The complaint cites several examples in which a chatbot provided users with near-verbatim excerpts of newspaper articles that would otherwise require a subscription to read. One such example comes from Browse with Bing, a Microsoft search feature based on ChatGPT, which reproduces results from Wirecutter, the New York Times product review site, almost word for word.

However, Bing’s text results did not link to the Wirecutter article and removed the referral links in the text that Wirecutter uses to generate sales commissions based on its recommendations, the lawsuit adds. “Decreased traffic to Wirecutter articles and, consequently, decreased traffic to affiliate links subsequently lead to a loss of revenue for Wirecutter,” the complaint details.
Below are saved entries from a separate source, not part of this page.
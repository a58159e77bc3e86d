//! Storage boundary of the event-sourcing core.
//!
//! Provides the immutable envelope collections used to carry an aggregate's
//! history ([`EventEnvelopeStream`], [`AggregateHistory`]), the
//! [`EventStore`] trait with its version-checked append, and in-memory and
//! PostgreSQL implementations of it.

pub mod config;
pub mod error;
pub mod event;
pub mod history;
pub mod memory;
pub mod postgres;
pub mod store;
pub mod stream;

pub use common::{AggregateId, IdKind, Identifier};
pub use config::PostgresConfig;
pub use error::{EventStoreError, Result};
pub use event::{EventEnvelope, EventEnvelopeBuilder, EventId, Version};
pub use history::AggregateHistory;
pub use memory::InMemoryEventStore;
pub use postgres::PostgresEventStore;
pub use store::{EventStore, EventStoreExt};
pub use stream::EventEnvelopeStream;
The lawsuit also highlights “the potential harm” to the New York Times brand through so-called artificial intelligence “hallucinations,” a phenomenon in which chatbots input false information that is then misattributed to a source. The complaint cites several instances in which Microsoft’s Bing Chat provided incorrect information that it said came from the newspaper, including results for “the 15 heart-healthiest foods,” 12 of which were not mentioned in a newspaper article.

“Less journalism will be produced and the cost to society will be enormous”

“If the New York Times and other news organizations fail to produce and protect their independent journalism, it will create a void that no computer or artificial intelligence can fill,” the complaint continues, warning: “Less journalism will be produced and the costs for the company will be huge.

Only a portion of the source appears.